Perhaps sysex calls for a second midi-only packet type. Sysex could be
encoded as a start packet and some number of continuation packets. A
midi only packet could also let a driver send more than the 344 midi
messages at a time you spec'd out, if it needs to.
we could divide 400 bytes into 100 midi events
consisting in:
1 byte timestamp relative to the audio fragment (0-127) , this would
limit the fragmentsize to max 256 frames
3 byte midi payload
A couple of thoughts:
Midi seems very compressable. You'd get a lot of 0x90s and 0x80s, for
instance. Is that worth pursuing?
Is some sort of 'sequence' number needed to make sure packets arrived in
the right order?
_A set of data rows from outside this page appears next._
#[derive(Debug, Clone, Serialize, Deserialize, ToSchema, Validate)]
#[serde(rename_all = "camelCase")]
pub struct RegisterReq {
    #[validate(email(message = "must be a valid email"))]
    pub email: String,
    pub password: String,
    #[validate(length(min = 1, message = "must not be empty"))]
    pub first_name: String,
    #[validate(length(min = 1, message = "must not be empty"))]
    pub last_name: String,
    #[serde(default)]
    pub user_type: Option<UserTypeDto>,
    #[serde(default)]
    pub resume_url: Option<String>,
    #[serde(default)]
    #[schema(value_type = Option<Object>)]
    pub profile_data: Option<serde_json::Value>,
}

#[derive(Debug, Clone, Serialize, Deserialize, ToSchema, Validate)]
pub struct LoginReq {
    #[validate(email(message = "must be a valid email"))]
    pub email: String,
    pub password: String,
}

/// Profile update. Keys other than these (password, userType, ...) are ignored.
/// `null` clears `resumeUrl` and `profileData`.
#[derive(Debug, Clone, Serialize, Deserialize, ToSchema, Validate, Default)]
#[serde(rename_all = "camelCase")]
pub struct UpdateProfileReq {
    #[validate(email(message = "must be a valid email"))]
    pub email: Option<String>,
    pub first_name: Option<String>,
    pub last_name: Option<String>,
    #[serde(default, deserialize_with = "nullable", skip_serializing_if = "Option::is_none")]
    #[schema(value_type = Option<String>)]
    pub resume_url: Option<Option<String>>,
    #[serde(default, deserialize_with = "nullable", skip_serializing_if = "Option::is_none")]
    #[schema(value_type = Option<Object>)]
    pub profile_data: Option<Option<serde_json::Value>>,
}

// --- companies ---

#[derive(Debug, Clone, Serialize, Deserialize, ToSchema)]
#[serde(rename_all = "camelCase")]
pub struct CompanyDto {
    pub id: Uuid,
    pub name: String,
    pub description: Option<String>,
    pub industry: Option<String>,
    pub website: Option<String>,
    pub logo_url: Option<String>,
    pub employer_id: Uuid,
    pub created_at: DateTime<Utc>,
}

#[derive(Debug, Clone, Serialize, Deserialize, ToSchema, Validate, Default)]
#[serde(rename_all = "camelCase")]
pub struct CreateCompanyReq {
    #[validate(length(min = 1, message = "must not be empty"))]
    pub name: String,
    pub description: Option<String>,
    pub industry: Option<String>,
    pub website: Option<String>,
    pub logo_url: Option<String>,
}

/// Company update. `null` clears any field except `name`.
#[derive(Debug, Clone, Serialize, Deserialize, ToSchema, Validate, Default)]
#[serde(rename_all = "camelCase")]
pub struct UpdateCompanyReq {
    pub name: Option<String>,
    #[serde(default, deserialize_with = "nullable", skip_serializing_if = "Option::is_none")]
    #[schema(value_type = Option<String>)]
    pub description: Option<Option<String>>,
    #[serde(default, deserialize_with = "nullable", skip_serializing_if = "Option::is_none")]
    #[schema(value_type = Option<String>)]
    pub industry: Option<Option<String>>,
    #[serde(default, deserialize_with = "nullable", skip_serializing_if = "Option::is_none")]
    #[schema(value_type = Option<String>)]
    pub website: Option<Option<String>>,
    #[serde(default, deserialize_with = "nullable", skip_serializing_if = "Option::is_none")]
    #[schema(value_type = Option<String>)]
    pub logo_url: Option<Option<String>>,
}
#[tokio::test(flavor = "multi_thread", worker_threads = 4)]
async fn concurrent_registrations_keep_email_unique() {
    let svc = test_module().service();

    let mut tasks = Vec::new();
    for _ in 0..8 {
        let svc = svc.clone();
        tasks.push(tokio::spawn(async move {
            svc.register(new_user("race@example.com", UserType::JobSeeker))
                .await
        }));
    }

    let mut ok = 0;
    for task in tasks {
        if task.await.unwrap().is_ok() {
            ok += 1;
        }
    }
    assert_eq!(ok, 1);
}

#[tokio::test]
async fn only_the_owner_deletes_a_job() {
    let svc = test_module().service();
    let (_, boss) = sign_up(&svc, "boss@example.com", UserType::Employer).await;
    let (_, rival) = sign_up(&svc, "rival@example.com", UserType::Employer).await;
    let acme = company(&svc, &boss, "Acme").await;
    let job = svc.create_job(&boss, new_job(acme.id, "Dev")).await.unwrap();

    assert!(matches!(
        svc.delete_job(&rival, job.id).await,
        Err(DomainError::Forbidden { .. })
    ));
    assert!(matches!(
        svc.list_job_applications(&rival, job.id).await,
        Err(DomainError::Forbidden { .. })
    ));

    svc.delete_job(&boss, job.id).await.unwrap();
    assert!(matches!(
        svc.get_job(job.id).await,
        Err(DomainError::JobNotFound { .. })
    ));
    assert!(matches!(
        svc.delete_job(&boss, job.id).await,
        Err(DomainError::JobNotFound { .. })
    ));
}

#[tokio::test]
async fn local_client_maps_errors_to_contract() {
    let module = test_module();
    let client = module.client();

    let session = client
        .register(new_user("client@example.com", UserType::JobSeeker))
        .await
        .unwrap();
    let principal = client.authenticate(&session.token).unwrap();
    assert_eq!(
        client.current_user(&principal).await.unwrap().email,
        "client@example.com"
    );

    let err = client
        .register(new_user("client@example.com", UserType::JobSeeker))
        .await
        .unwrap_err();
    assert_eq!(err, JobBoardError::conflict("User already exists"));

    assert!(matches!(
        client.authenticate("nope"),
        Err(JobBoardError::Unauthorized { .. })
    ));
    assert!(matches!(
        client.get_job(Uuid::new_v4()).await,
        Err(JobBoardError::NotFound { .. })
    ));
    assert!(matches!(
        client.list_employer_jobs(&principal).await,
        Err(JobBoardError::Forbidden { .. })
    ));
}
Or perhaps UDP manages that...?
In the case of serial MIDI you achieve a maximum about
(3byte MIDI
events) 1000 events/sec.
In our case we send about 344 packets/sec which multiplied with 100 midi
events gives us
34400 events/sec which are SAMPLE ACCURATE !
basically it would be like having the equivalent 34 midi interfaces.
Do you want to take a stab at a comparison with USB based MIDI?
Such a (bidirectional) audio/midi stream would consume
about
500KByte/sec , which means a 100Mbit LAN could run 10-15
of those at the same time without loosing data.
basically it would work as follows:
client PC (has an audio card) <----> jack server PC (runs jackd and jack
clients like samplers, softsynths, HDR apps etc, no audio card).
the client PC would run a jack network client which does the client PC
<---> server PC communication
the server PC has a special (not implemented yet) jackd input/output
driver which recieves/sends the audio data to the network,
for the rest the jack clients residing on the server PC don't know
anything about the network, to them it looks like a standard jack server.
The "clock" to the jackd residing on server PC is given by the client PC.
A Windows/Mac/ASIO driver-like interface would extend the usefulness in
lots of studios.
We're (Muse) also very interested in this sort of technology. We'd most
likely want to run VNC alongside a protocol like this. Do you think that
would saturate a 100 base T network?
Muse may be able to provide some programming resources if things work
out for us and the proposal looks good.